Hines works with public works to capture aerial images that aid with capital improvement project planning. The city’s Geographic Information Systems office occasionally calls on him to get up-to-date images for mapping.
He also photographs events such as the creation of the Unite Against Racism street mural in late 2020.
“I knew immediately, judging by the scale of the project, that aerial imaging would be critical to illustrating it properly,” he said. “There was not a single vantage point from ground level that you could see the entire installation so it made sense that capturing it from the air would be an important part of it.”
Drone photography lends context, Hines said. When working on the Town Creek Culvert project, he found it’s sometimes difficult for people to comprehend maps, but a photograph made it easier for people to see where work was taking place.
“It gives you context on how something fits into the overall landscape. It gives you a different perspective. It’s seeing the forest instead of the trees,” Hines said.

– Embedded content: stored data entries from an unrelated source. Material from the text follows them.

//! Bounded key/value metadata

use serde::{Deserialize, Serialize};
use std::collections::HashSet;
use thiserror::Error;

use crate::MetadataLimits;

/// Metadata validation errors
#[derive(Debug, Clone, PartialEq, Eq, Error)]
pub enum MetadataError {
    /// Keys and values arrays differ in length
    #[error("Metadata array length mismatch: {keys} keys, {values} values")]
    LengthMismatch {
        /// Number of keys
        keys: usize,
        /// Number of values
        values: usize,
    },

    /// More entries than the scope allows
    #[error("Too many metadata keys: {count} exceeds {max}")]
    TooManyKeys {
        /// Entries supplied
        count: usize,
        /// Scope limit
        max: usize,
    },

    /// Key longer than allowed
    #[error("Metadata key of {length} bytes exceeds {max}")]
    KeyTooLong {
        /// Offending key length
        length: usize,
        /// Limit
        max: usize,
    },

    /// Value longer than allowed
    #[error("Metadata value for key {key:?} of {length} bytes exceeds {max}")]
    ValueTooLong {
        /// Key of the offending value
        key: String,
        /// Offending value length
        length: usize,
        /// Limit
        max: usize,
    },

    /// Key repeated within one scope
    #[error("Duplicate metadata key {0:?}")]
    DuplicateKey(String),
}

/// One metadata key/value pair
#[derive(Debug, Clone, PartialEq, Eq, Hash, Serialize, Deserialize)]
pub struct MetadataEntry {
    /// Key, unique within its scope
    pub key: String,
    /// Value, possibly empty
    pub value: String,
}

impl MetadataEntry {
    /// Create an entry
    pub fn new(key: impl Into<String>, value: impl Into<String>) -> Self {
        Self { key: key.into(), value: value.into() }
    }

    /// Pair parallel key and value arrays
    pub fn zip(keys: Vec<String>, values: Vec<String>) -> Result<Vec<Self>, MetadataError> {
        if keys.len() != values.len() {
            return Err(MetadataError::LengthMismatch { keys: keys.len(), values: values.len() });
        }
        Ok(keys.into_iter().zip(values).map(|(key, value)| Self { key, value }).collect())
    }
}

/// Scope a set of entries is attached to
#[derive(Debug, Clone, Copy, PartialEq, Eq)]
pub enum MetadataScope {
    /// Data set level
    DataSet,
    /// Single piece
    Piece,
}

impl MetadataLimits {
    /// Maximum entries for `scope`
    pub const fn max_keys(&self, scope: MetadataScope) -> usize {
        match scope {
            MetadataScope::DataSet => self.max_keys_per_data_set,
            MetadataScope::Piece => self.max_keys_per_piece,
        }
    }

    /// Check count, lengths and key uniqueness of `entries`
    pub fn validate(
        &self,
        entries: &[MetadataEntry],
        scope: MetadataScope,
    ) -> Result<(), MetadataError> {
        let max = self.max_keys(scope);
        if entries.len() > max {
            return Err(MetadataError::TooManyKeys { count: entries.len(), max });
        }

        let mut seen = HashSet::with_capacity(entries.len());
        for entry in entries {
            if entry.key.len() > self.max_key_length {
                return Err(MetadataError::KeyTooLong {
                    length: entry.key.len(),
                    max: self.max_key_length,
                });
            }
            if entry.value.len() > self.max_value_length {
                return Err(MetadataError::ValueTooLong {
                    key: entry.key.clone(),
                    length: entry.value.len(),
                    max: self.max_value_length,
                });
            }
            if !seen.insert(entry.key.as_str()) {
                return Err(MetadataError::DuplicateKey(entry.key.clone()));
            }
        }
        Ok(())
    }
}

/// Whether `key` is present among `entries`
pub fn has_key(entries: &[MetadataEntry], key: &str) -> bool {
    entries.iter().any(|entry| entry.key == key)
}

/// Value stored under `key`, if any
pub fn value_of<'a>(entries: &'a [MetadataEntry], key: &str) -> Option<&'a str> {
    entries.iter().find(|entry| entry.key == key).map(|entry| entry.value.as_str())
}

#[cfg(test)]
mod tests {
    use super::*;

    fn entries(pairs: &[(&str, &str)]) -> Vec<MetadataEntry> {
        pairs.iter().map(|(k, v)| MetadataEntry::new(*k, *v)).collect()
    }

    #[test]
    fn test_zip_length_mismatch() {
        let err = MetadataEntry::zip(vec!["a".into(), "b".into()], vec!["1".into()]).unwrap_err();
        assert_eq!(err, MetadataError::LengthMismatch { keys: 2, values: 1 });

        let ok = MetadataEntry::zip(vec!["a".into()], vec!["1".into()]).unwrap();
        assert_eq!(ok, entries(&[("a", "1")]));
    }

    #[test]
    fn test_validate_bounds() {
        let limits = MetadataLimits::default();
        assert!(limits.validate(&entries(&[("withCDN", "")]), MetadataScope::DataSet).is_ok());

        let long_key = "k".repeat(33);
        assert_eq!(
            limits.validate(&entries(&[(&long_key, "")]), MetadataScope::DataSet),
            Err(MetadataError::KeyTooLong { length: 33, max: 32 })
        );

        let long_value = "v".repeat(129);
        assert_matches::assert_matches!(
            limits.validate(&entries(&[("label", &long_value)]), MetadataScope::Piece),
            Err(MetadataError::ValueTooLong { length: 129, max: 128, .. })
        );
    }

    #[test]
    fn test_validate_count_per_scope() {
        let limits = MetadataLimits::default();
        let six: Vec<_> = (0..6).map(|i| MetadataEntry::new(format!("k{i}"), "v")).collect();
        assert!(limits.validate(&six, MetadataScope::DataSet).is_ok());
        assert_eq!(
            limits.validate(&six, MetadataScope::Piece),
            Err(MetadataError::TooManyKeys { count: 6, max: 5 })
        );
    }

    #[test]
    fn test_duplicate_key() {
        let limits = MetadataLimits::default();
        assert_eq!(
            limits.validate(&entries(&[("a", "1"), ("b", "2"), ("a", "3")]), MetadataScope::DataSet),
            Err(MetadataError::DuplicateKey("a".to_string()))
        );
    }

    #[test]
    fn test_lookup() {
        let set = entries(&[("withCDN", ""), ("region", "eu")]);
        assert!(has_key(&set, "withCDN"));
        assert!(!has_key(&set, "withIPFS"));
        assert_eq!(value_of(&set, "region"), Some("eu"));
        assert_eq!(value_of(&set, "withCDN"), Some(""));
    }
}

It provides a perspective few will ever see, said Brock Letchworth, the city’s public information officer and communications manager.
“Aaron’s use of the drone has drastically improved the quality and variety of photos that we are able to utilize to help tell the city’s story,” Letchworth said. “He has been able to provide a bird’s eye view of city events, landscapes, and more from a viewpoint that many of us would never be able to get.
Letchworth said Hines has done a great job capturing images of the city’s skyline and newly opened Wildwood Park, but one photograph stands out to him.
“The one photo that continues to stand out to me was one he captured during a Freeboot Friday event when Parmalee was performing,” Letchworth said. “The shot, which was taken from behind the stage at Five Points Plaza, provided a unique look at the large crowd and festive atmosphere. It is an image that has helped us and other organizations promote the “play” aspect of when we say live, work, and play in Greenville.”